[Stored data]

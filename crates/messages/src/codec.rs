//! Message encoding and decoding for network transport.
//!
//! Each frame is `[version][tag][payload]`. The tag identifies the message
//! variant; payloads reuse the canonical codec so wire bytes and hashed
//! bytes never diverge.

use crate::message::{ConsensusPayload, PeerMessage};
use concord_types::codec::{
    read_seq_len, read_u64, read_u8, write_u32, write_u64, write_u8, Decode, Encode,
};
use concord_types::{Block, BlockBody, BlockHeader, Commit, CodecError, Hash, Proposal,
    Transaction, Vote};
use thiserror::Error;

/// Current wire format version.
pub const WIRE_VERSION: u8 = 1;

/// Errors that can occur during message encoding/decoding.
#[derive(Debug, Error, PartialEq, Eq)]
pub enum WireError {
    #[error("Unknown wire version: {0}")]
    UnknownVersion(u8),

    #[error("Message too short")]
    MessageTooShort,

    #[error("Unknown message tag: {0}")]
    UnknownTag(u8),

    #[error("Payload decode error: {0}")]
    Payload(#[from] CodecError),
}

// Message tags. Wire-stable; append only.
const TAG_HELLO: u8 = 0;
const TAG_NEW_TRANSACTION: u8 = 1;
const TAG_NEW_BLOCK_HEIGHT: u8 = 2;
const TAG_NEW_BLOCK: u8 = 3;
const TAG_PROPOSAL: u8 = 4;
const TAG_VOTE: u8 = 5;
const TAG_GET_CONSENTED_HEADER: u8 = 6;
const TAG_CONSENTED_HEADER: u8 = 7;
const TAG_GET_HEADERS: u8 = 8;
const TAG_HEADERS: u8 = 9;
const TAG_GET_BODIES: u8 = 10;
const TAG_BODIES: u8 = 11;

/// Encode a message to wire format.
pub fn encode_message(message: &PeerMessage) -> Vec<u8> {
    let mut out = Vec::with_capacity(64);
    write_u8(&mut out, WIRE_VERSION);
    match message {
        PeerMessage::Hello { height, genesis } => {
            write_u8(&mut out, TAG_HELLO);
            write_u64(&mut out, *height);
            genesis.encode_into(&mut out);
        }
        PeerMessage::NewTransaction { transaction } => {
            write_u8(&mut out, TAG_NEW_TRANSACTION);
            transaction.encode_into(&mut out);
        }
        PeerMessage::NewBlockHeight { height } => {
            write_u8(&mut out, TAG_NEW_BLOCK_HEIGHT);
            write_u64(&mut out, *height);
        }
        PeerMessage::NewBlock { block } => {
            write_u8(&mut out, TAG_NEW_BLOCK);
            block.encode_into(&mut out);
        }
        PeerMessage::NewConsensusMessage { message } => match message {
            ConsensusPayload::Proposal(proposal) => {
                write_u8(&mut out, TAG_PROPOSAL);
                proposal.encode_into(&mut out);
            }
            ConsensusPayload::Vote(vote) => {
                write_u8(&mut out, TAG_VOTE);
                vote.encode_into(&mut out);
            }
        },
        PeerMessage::GetConsentedHeader { height } => {
            write_u8(&mut out, TAG_GET_CONSENTED_HEADER);
            write_u64(&mut out, *height);
        }
        PeerMessage::ConsentedHeader { header, commit } => {
            write_u8(&mut out, TAG_CONSENTED_HEADER);
            header.encode_into(&mut out);
            commit.encode_into(&mut out);
        }
        PeerMessage::GetHeaders { from, count } => {
            write_u8(&mut out, TAG_GET_HEADERS);
            write_u64(&mut out, *from);
            write_u64(&mut out, *count);
        }
        PeerMessage::Headers { headers } => {
            write_u8(&mut out, TAG_HEADERS);
            write_u32(&mut out, headers.len() as u32);
            for header in headers {
                header.encode_into(&mut out);
            }
        }
        PeerMessage::GetBodies { heights } => {
            write_u8(&mut out, TAG_GET_BODIES);
            write_u32(&mut out, heights.len() as u32);
            for height in heights {
                write_u64(&mut out, *height);
            }
        }
        PeerMessage::Bodies { bodies } => {
            write_u8(&mut out, TAG_BODIES);
            write_u32(&mut out, bodies.len() as u32);
            for body in bodies {
                body.encode_into(&mut out);
            }
        }
    }
    out
}

/// Decode a message from wire format.
pub fn decode_message(data: &[u8]) -> Result<PeerMessage, WireError> {
    if data.len() < 2 {
        return Err(WireError::MessageTooShort);
    }
    let version = data[0];
    if version != WIRE_VERSION {
        return Err(WireError::UnknownVersion(version));
    }

    let mut input = &data[1..];
    let tag = read_u8(&mut input)?;
    let message = match tag {
        TAG_HELLO => PeerMessage::Hello {
            height: read_u64(&mut input)?,
            genesis: Hash::decode_from(&mut input)?,
        },
        TAG_NEW_TRANSACTION => PeerMessage::NewTransaction {
            transaction: Transaction::decode_from(&mut input)?,
        },
        TAG_NEW_BLOCK_HEIGHT => PeerMessage::NewBlockHeight {
            height: read_u64(&mut input)?,
        },
        TAG_NEW_BLOCK => PeerMessage::NewBlock {
            block: Box::new(Block::decode_from(&mut input)?),
        },
        TAG_PROPOSAL => PeerMessage::NewConsensusMessage {
            message: ConsensusPayload::Proposal(Box::new(Proposal::decode_from(&mut input)?)),
        },
        TAG_VOTE => PeerMessage::NewConsensusMessage {
            message: ConsensusPayload::Vote(Vote::decode_from(&mut input)?),
        },
        TAG_GET_CONSENTED_HEADER => PeerMessage::GetConsentedHeader {
            height: read_u64(&mut input)?,
        },
        TAG_CONSENTED_HEADER => PeerMessage::ConsentedHeader {
            header: Box::new(BlockHeader::decode_from(&mut input)?),
            commit: Commit::decode_from(&mut input)?,
        },
        TAG_GET_HEADERS => PeerMessage::GetHeaders {
            from: read_u64(&mut input)?,
            count: read_u64(&mut input)?,
        },
        TAG_HEADERS => {
            let len = read_seq_len(&mut input)?;
            let mut headers = Vec::with_capacity(len.min(1024));
            for _ in 0..len {
                headers.push(BlockHeader::decode_from(&mut input)?);
            }
            PeerMessage::Headers { headers }
        }
        TAG_GET_BODIES => {
            let len = read_seq_len(&mut input)?;
            let mut heights = Vec::with_capacity(len.min(1024));
            for _ in 0..len {
                heights.push(read_u64(&mut input)?);
            }
            PeerMessage::GetBodies { heights }
        }
        TAG_BODIES => {
            let len = read_seq_len(&mut input)?;
            let mut bodies = Vec::with_capacity(len.min(1024));
            for _ in 0..len {
                bodies.push(BlockBody::decode_from(&mut input)?);
            }
            PeerMessage::Bodies { bodies }
        }
        other => return Err(WireError::UnknownTag(other)),
    };

    if !input.is_empty() {
        return Err(WireError::Payload(CodecError::TrailingBytes));
    }
    Ok(message)
}

#[cfg(test)]
mod tests {
    use super::*;
    use concord_types::{GenesisConfig, KeyPair, TransactionData, ValidatorEntry, VoteType};

    fn keypair(seed: u8) -> KeyPair {
        KeyPair::from_seed(&[seed; 32])
    }

    fn genesis_block() -> Block {
        GenesisConfig {
            validators: vec![ValidatorEntry {
                public_key: keypair(1).public_key(),
                voting_power: 1,
            }],
            timestamp: 0,
            app_state_hash: Hash::of(b"app"),
        }
        .genesis_block()
    }

    #[test]
    fn hello_round_trip() {
        let message = PeerMessage::Hello {
            height: 9,
            genesis: Hash::of(b"g"),
        };
        let bytes = encode_message(&message);
        assert_eq!(bytes[0], WIRE_VERSION);
        assert_eq!(decode_message(&bytes).unwrap(), message);
    }

    #[test]
    fn transaction_round_trip() {
        let key = keypair(2);
        let tx = Transaction::sign(
            TransactionData {
                nonce: 1,
                payload: b"hi".to_vec(),
                signer: key.public_key(),
            },
            &key,
        );
        let message = PeerMessage::NewTransaction { transaction: tx };
        assert_eq!(decode_message(&encode_message(&message)).unwrap(), message);
    }

    #[test]
    fn block_and_vote_round_trip() {
        let block = genesis_block();
        let message = PeerMessage::NewBlock {
            block: Box::new(block.clone()),
        };
        assert_eq!(decode_message(&encode_message(&message)).unwrap(), message);

        let vote = Vote::sign(VoteType::Precommit, 3, 1, Some(block.hash()), 0, &keypair(1));
        let message = PeerMessage::NewConsensusMessage {
            message: ConsensusPayload::Vote(vote),
        };
        assert_eq!(decode_message(&encode_message(&message)).unwrap(), message);
    }

    #[test]
    fn headers_and_bodies_round_trip() {
        let block = genesis_block();
        let message = PeerMessage::Headers {
            headers: vec![block.header.clone()],
        };
        assert_eq!(decode_message(&encode_message(&message)).unwrap(), message);

        let message = PeerMessage::Bodies {
            bodies: vec![block.body],
        };
        assert_eq!(decode_message(&encode_message(&message)).unwrap(), message);

        let message = PeerMessage::GetBodies {
            heights: vec![1, 2, 3],
        };
        assert_eq!(decode_message(&encode_message(&message)).unwrap(), message);
    }

    #[test]
    fn unknown_version_rejected() {
        let bytes = vec![99, TAG_HELLO, 0, 0];
        assert_eq!(decode_message(&bytes), Err(WireError::UnknownVersion(99)));
    }

    #[test]
    fn unknown_tag_rejected() {
        let bytes = vec![WIRE_VERSION, 200];
        assert_eq!(decode_message(&bytes), Err(WireError::UnknownTag(200)));
    }

    #[test]
    fn trailing_bytes_rejected() {
        let mut bytes = encode_message(&PeerMessage::NewBlockHeight { height: 1 });
        bytes.push(0);
        assert_eq!(
            decode_message(&bytes),
            Err(WireError::Payload(CodecError::TrailingBytes))
        );
    }
}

• _Assigned task_
Using the entries, count how many lines contain the string "NewTransaction". Write only the number.

• _Exercise response_
3